Friday, April 23, 2021

Turn Your Hydration Bladder Into an Eye Wash

Not actually Erin.
& is used with permission.

Last week I mentioned that an eye wash adapter could be modified to work on a hydration bladder.

This week I'm going to show you how and give you a shopping list. If you've followed my instructions on how to make an inline filter for your drinking tube, then you probably already have everything you will need.

You Will Need
  1. One Mazama MagmaFlow Quick Disconnect Coupler. They are currently out of stock at the moment, but if you like you can get a 2-pack for $7.99 on Amazon
    • You can use other quick disconnect brands, but I prefer this because they're the only one I've seen which automatically shuts off the tube when you disconnect the pieces, preventing the water in your hydration bladder from going everywhere and making a mess.  
  2. One male plug. Of course, if you buy the 2-pack listed above then you already have this. 
  3. One piece of hydration tube, approximately 1.5 to 2" long. The Sawyer Fast Fill Adapter Pack comes with a tube that long and two male plugs, along with a single female plug. 
  4. One eyewash adapter

  1. Make sure your hydration bladder is empty. 
  2. Cut the tube roughly 2" below the bite valve. 
  3. Insert the female end of the Mazama Coupler in the tube closest to the reservoir and the male end in the tube attached to the bite valve. 
  4. Place another male plug onto the spare piece of hydration tube.

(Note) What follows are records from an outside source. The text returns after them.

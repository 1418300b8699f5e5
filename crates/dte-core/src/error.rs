//! # Error Types
//!
//! Domain-specific error types for dte-core.
//!
//! ## Error Hierarchy
//! ```text
//! ┌─────────────────────────────────────────────────────────────────────────┐
//! │                         Error Types                                     │
//! │                                                                         │
//! │  dte-core errors (this file)                                           │
//! │  ├── ErrorCode         - Stable machine-readable rule failure codes    │
//! │  ├── ValidationError   - One rule failure: code + positional params    │
//! │  ├── ValidationErrors  - Every failure of one validation pass          │
//! │  └── CoreError         - Assembly / control number / invariant errors  │
//! │                                                                         │
//! │  dte-db errors (separate crate)                                        │
//! │  └── DbError           - Database operation failures                   │
//! │                                                                         │
//! │  dte-transmit errors (separate crate)                                  │
//! │  └── TransmitError     - Upstream, allocation and deadline failures    │
//! │                                                                         │
//! │  Flow: ValidationError → ValidationErrors → CoreError → TransmitError  │
//! └─────────────────────────────────────────────────────────────────────────┘
//! ```
//!
//! ## Rendering
//! The engine never produces human text for rule failures. A
//! [`MessageRenderer`] supplied by the caller turns `(code, params)` into a
//! localized message.

use std::fmt;

use serde::{Deserialize, Serialize};
use thiserror::Error;

// =============================================================================
// Error Codes
// =============================================================================

/// Stable identifiers for every rule failure.
///
/// The serialized form (and [`ErrorCode::as_str`]) is the variant name, which
/// is what message catalogs are keyed on.
#[derive(Debug, Clone, Copy, PartialEq, Eq, Hash, Serialize, Deserialize)]
pub enum ErrorCode {
    // Identification
    InvalidCurrency,
    ControlNumberTypeMismatch,
    MissingContingencyReason,
    UnexpectedContingencyReason,

    // Item limits
    EmptyItems,
    ExceededItemsLimit,
    InvalidItemNumber,
    InvalidItemQuantity,
    InvalidUnitPrice,
    InvalidDiscountPercentage,

    // Sale category exclusivity
    TaxedAndExemptSaleItem,
    TaxedAndNonSubjectSaleItem,
    TaxedAndNonTaxedSaleItem,
    ExemptAndNonSubjectSaleItem,
    ExemptAndNonTaxedSaleItem,
    NonSubjectAndNonTaxedSaleItem,

    // Item amounts
    InvalidItemDiscountCalculation,
    InvalidItemAmountCalculation,

    // Tax presence / tax-line items
    MissingTaxesItem,
    UnexpectedTaxesItem,
    InvalidTaxItemUnitOfMeasure,
    InvalidTaxItemTaxes,

    // Category totals
    InvalidTotalTaxedCalculation,
    InvalidTotalExemptCalculation,
    InvalidTotalNonSubjectCalculation,
    InvalidTotalNonTaxedCalculation,

    // Subtotals
    InvalidSubTotalSalesCalculation,
    ExceededTaxedDiscount,
    ExceededExemptDiscount,
    ExceededNonSubjectDiscount,
    InvalidTotalDiscountCalculation,
    InvalidSubTotalCalculation,

    // Taxes
    MissingVatTax,
    MissingSummaryTax,
    UnexpectedSummaryTax,
    DuplicateSummaryTax,
    InvalidTaxCalculation,

    // Totals
    InvalidOperationTotalCalculation,
    InvalidVatPerceptionCalculation,
    UnexpectedVatPerception,
    InvalidTotalToPayCalculation,
    InvalidPaymentsTotal,

    // Receiver
    MissingReceiverIdentification,
    IncompleteReceiverIdentification,
    MissingReceiverNit,
    MissingReceiverNrc,
    MissingReceiverName,

    // Related documents
    ExceededRelatedDocsLimit,
    InvalidRelatedDocType,
    DuplicateRelatedDoc,
    InvalidRelatedDocDate,
    MissingRelatedDocs,
    UnresolvedRelatedDocItem,
    MissingRelatedDocItem,

    // Withholding
    InvalidVatRetentionItem,
    InvalidVatRetentionCalculation,

    // Granularity
    InvalidMonetaryPrecision,
    NegativeAmount,
    AmountOverflow,
}

impl ErrorCode {
    /// Returns the stable string form of the code.
    pub fn as_str(&self) -> &'static str {
        match self {
            ErrorCode::InvalidCurrency => "InvalidCurrency",
            ErrorCode::ControlNumberTypeMismatch => "ControlNumberTypeMismatch",
            ErrorCode::MissingContingencyReason => "MissingContingencyReason",
            ErrorCode::UnexpectedContingencyReason => "UnexpectedContingencyReason",
            ErrorCode::EmptyItems => "EmptyItems",
            ErrorCode::ExceededItemsLimit => "ExceededItemsLimit",
            ErrorCode::InvalidItemNumber => "InvalidItemNumber",
            ErrorCode::InvalidItemQuantity => "InvalidItemQuantity",
            ErrorCode::InvalidUnitPrice => "InvalidUnitPrice",
            ErrorCode::InvalidDiscountPercentage => "InvalidDiscountPercentage",
            ErrorCode::TaxedAndExemptSaleItem => "TaxedAndExemptSaleItem",
            ErrorCode::TaxedAndNonSubjectSaleItem => "TaxedAndNonSubjectSaleItem",
            ErrorCode::TaxedAndNonTaxedSaleItem => "TaxedAndNonTaxedSaleItem",
            ErrorCode::ExemptAndNonSubjectSaleItem => "ExemptAndNonSubjectSaleItem",
            ErrorCode::ExemptAndNonTaxedSaleItem => "ExemptAndNonTaxedSaleItem",
            ErrorCode::NonSubjectAndNonTaxedSaleItem => "NonSubjectAndNonTaxedSaleItem",
            ErrorCode::InvalidItemDiscountCalculation => "InvalidItemDiscountCalculation",
            ErrorCode::InvalidItemAmountCalculation => "InvalidItemAmountCalculation",
            ErrorCode::MissingTaxesItem => "MissingTaxesItem",
            ErrorCode::UnexpectedTaxesItem => "UnexpectedTaxesItem",
            ErrorCode::InvalidTaxItemUnitOfMeasure => "InvalidTaxItemUnitOfMeasure",
            ErrorCode::InvalidTaxItemTaxes => "InvalidTaxItemTaxes",
            ErrorCode::InvalidTotalTaxedCalculation => "InvalidTotalTaxedCalculation",
            ErrorCode::InvalidTotalExemptCalculation => "InvalidTotalExemptCalculation",
            ErrorCode::InvalidTotalNonSubjectCalculation => "InvalidTotalNonSubjectCalculation",
            ErrorCode::InvalidTotalNonTaxedCalculation => "InvalidTotalNonTaxedCalculation",
            ErrorCode::InvalidSubTotalSalesCalculation => "InvalidSubTotalSalesCalculation",
            ErrorCode::ExceededTaxedDiscount => "ExceededTaxedDiscount",
            ErrorCode::ExceededExemptDiscount => "ExceededExemptDiscount",
            ErrorCode::ExceededNonSubjectDiscount => "ExceededNonSubjectDiscount",
            ErrorCode::InvalidTotalDiscountCalculation => "InvalidTotalDiscountCalculation",
            ErrorCode::InvalidSubTotalCalculation => "InvalidSubTotalCalculation",
            ErrorCode::MissingVatTax => "MissingVatTax",
            ErrorCode::MissingSummaryTax => "MissingSummaryTax",
            ErrorCode::UnexpectedSummaryTax => "UnexpectedSummaryTax",
            ErrorCode::DuplicateSummaryTax => "DuplicateSummaryTax",
            ErrorCode::InvalidTaxCalculation => "InvalidTaxCalculation",
            ErrorCode::InvalidOperationTotalCalculation => "InvalidOperationTotalCalculation",
            ErrorCode::InvalidVatPerceptionCalculation => "InvalidVatPerceptionCalculation",
            ErrorCode::UnexpectedVatPerception => "UnexpectedVatPerception",
            ErrorCode::InvalidTotalToPayCalculation => "InvalidTotalToPayCalculation",
            ErrorCode::InvalidPaymentsTotal => "InvalidPaymentsTotal",
            ErrorCode::MissingReceiverIdentification => "MissingReceiverIdentification",
            ErrorCode::IncompleteReceiverIdentification => "IncompleteReceiverIdentification",
            ErrorCode::MissingReceiverNit => "MissingReceiverNit",
            ErrorCode::MissingReceiverNrc => "MissingReceiverNrc",
            ErrorCode::MissingReceiverName => "MissingReceiverName",
            ErrorCode::ExceededRelatedDocsLimit => "ExceededRelatedDocsLimit",
            ErrorCode::InvalidRelatedDocType => "InvalidRelatedDocType",
            ErrorCode::DuplicateRelatedDoc => "DuplicateRelatedDoc",
            ErrorCode::InvalidRelatedDocDate => "InvalidRelatedDocDate",
            ErrorCode::MissingRelatedDocs => "MissingRelatedDocs",
            ErrorCode::UnresolvedRelatedDocItem => "UnresolvedRelatedDocItem",
            ErrorCode::MissingRelatedDocItem => "MissingRelatedDocItem",
            ErrorCode::InvalidVatRetentionItem => "InvalidVatRetentionItem",
            ErrorCode::InvalidVatRetentionCalculation => "InvalidVatRetentionCalculation",
            ErrorCode::InvalidMonetaryPrecision => "InvalidMonetaryPrecision",
            ErrorCode::NegativeAmount => "NegativeAmount",
            ErrorCode::AmountOverflow => "AmountOverflow",
        }
    }
}

impl fmt::Display for ErrorCode {
    fn fmt(&self, f: &mut fmt::Formatter<'_>) -> fmt::Result {
        f.write_str(self.as_str())
    }
}

// =============================================================================
// Validation Error
// =============================================================================

/// A single rule failure.
///
/// `params` are positional and rule-specific (item numbers, expected and
/// declared amounts, field names). Their order is part of the code's contract
/// with the message catalog.
#[derive(Debug, Clone, PartialEq, Eq, Error, Serialize, Deserialize)]
#[error("{code}{}", render_params(.params))]
pub struct ValidationError {
    pub code: ErrorCode,
    pub params: Vec<String>,
}

fn render_params(params: &[String]) -> String {
    if params.is_empty() {
        String::new()
    } else {
        format!("({})", params.join(", "))
    }
}

impl ValidationError {
    /// Creates an error without parameters.
    pub fn new(code: ErrorCode) -> Self {
        ValidationError {
            code,
            params: Vec::new(),
        }
    }

    /// Appends a positional parameter.
    pub fn param(mut self, value: impl ToString) -> Self {
        self.params.push(value.to_string());
        self
    }
}

/// Every failure collected by one validation pass.
///
/// ## Invariant
/// Never empty when returned as an `Err`.
#[derive(Debug, Clone, PartialEq, Eq, Error, Serialize, Deserialize)]
#[error("document failed validation with {} error(s): {}", .0.len(), summarize(.0))]
pub struct ValidationErrors(Vec<ValidationError>);

fn summarize(errors: &[ValidationError]) -> String {
    errors
        .iter()
        .map(|e| e.to_string())
        .collect::<Vec<_>>()
        .join("; ")
}

impl ValidationErrors {
    pub fn new(errors: Vec<ValidationError>) -> Self {
        ValidationErrors(errors)
    }

    pub fn errors(&self) -> &[ValidationError] {
        &self.0
    }

    pub fn len(&self) -> usize {
        self.0.len()
    }

    pub fn is_empty(&self) -> bool {
        self.0.is_empty()
    }

    /// Returns true if any collected error carries `code`.
    pub fn contains(&self, code: ErrorCode) -> bool {
        self.0.iter().any(|e| e.code == code)
    }

    /// Returns the first error carrying `code`.
    pub fn find(&self, code: ErrorCode) -> Option<&ValidationError> {
        self.0.iter().find(|e| e.code == code)
    }

    pub fn codes(&self) -> Vec<ErrorCode> {
        self.0.iter().map(|e| e.code).collect()
    }

    /// Renders every error through the caller's message catalog.
    pub fn render(&self, renderer: &dyn MessageRenderer) -> Vec<String> {
        self.0
            .iter()
            .map(|e| renderer.render(e.code, &e.params))
            .collect()
    }
}

impl IntoIterator for ValidationErrors {
    type Item = ValidationError;
    type IntoIter = std::vec::IntoIter<ValidationError>;

    fn into_iter(self) -> Self::IntoIter {
        self.0.into_iter()
    }
}

// =============================================================================
// Message Rendering
// =============================================================================

/// Turns a rule failure into human-readable text.
///
/// Implemented outside this crate by the localization layer.
pub trait MessageRenderer: Send + Sync {
    fn render(&self, code: ErrorCode, params: &[String]) -> String;
}

/// Renders `Code(param, param)`. Used in logs and tests.
#[derive(Debug, Default, Clone, Copy)]
pub struct CodeRenderer;

impl MessageRenderer for CodeRenderer {
    fn render(&self, code: ErrorCode, params: &[String]) -> String {
        format!("{}{}", code, render_params(params))
    }
}

// =============================================================================
// Core Error
// =============================================================================

/// Core business logic errors.
#[derive(Debug, Error)]
pub enum CoreError {
    /// Unknown two-digit document type code.
    #[error("Unknown document type code: {0}")]
    UnknownDocumentType(String),

    /// A numeric catalog code that has no matching variant.
    ///
    /// ## When This Occurs
    /// - Item type outside 1..=4
    /// - Contingency reason outside 1..=5
    /// - Generation method outside 1..=2
    #[error("Unknown {field} code: {value}")]
    UnknownCode { field: &'static str, value: String },

    /// A control number that does not match the wire format.
    #[error("Invalid control number '{value}': {reason}")]
    InvalidControlNumber { value: String, reason: String },

    /// A control number is already assigned and cannot be replaced.
    ///
    /// ## When This Occurs
    /// - Re-assigning after a retry allocated a second number
    /// - Caller supplied a number and the allocator produced another
    #[error("Control number already assigned: {existing}")]
    ControlNumberAlreadyAssigned { existing: String },

    /// Builder was asked to build without a required value.
    #[error("Missing required field: {0}")]
    MissingField(&'static str),

    /// Document failed validation.
    #[error(transparent)]
    Validation(#[from] ValidationErrors),

    /// Document could not be (de)serialized.
    #[error("Serialization failed: {0}")]
    Serialization(String),
}

impl From<serde_json::Error> for CoreError {
    fn from(err: serde_json::Error) -> Self {
        CoreError::Serialization(err.to_string())
    }
}

/// Result type for core operations.
pub type CoreResult<T> = Result<T, CoreError>;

Rest assured, a Sawyer plug will work with Mazama. 
  5. Place the other end of the tube onto the nipple sticking out from the bottom of the eyewash adapter. 
When all is done, it should look like this:

Place the eyewash adapter into a Ziplock bag to keep it clean and store it with the rest of your quick-access first aid gear. 

To Use It
  1. Remove bite valve
  2. Attack eye wash adapter
  3. Hold cup to eye
  4. Compress hydration bladder
When you're done you'll need to find more water for your hydration bladder, but you'd have the same dilemma if you used a water bottle. Plus, your eyesight is more important than water; you can go 3 days without water, but if you cannot see your survival chances drop substantially.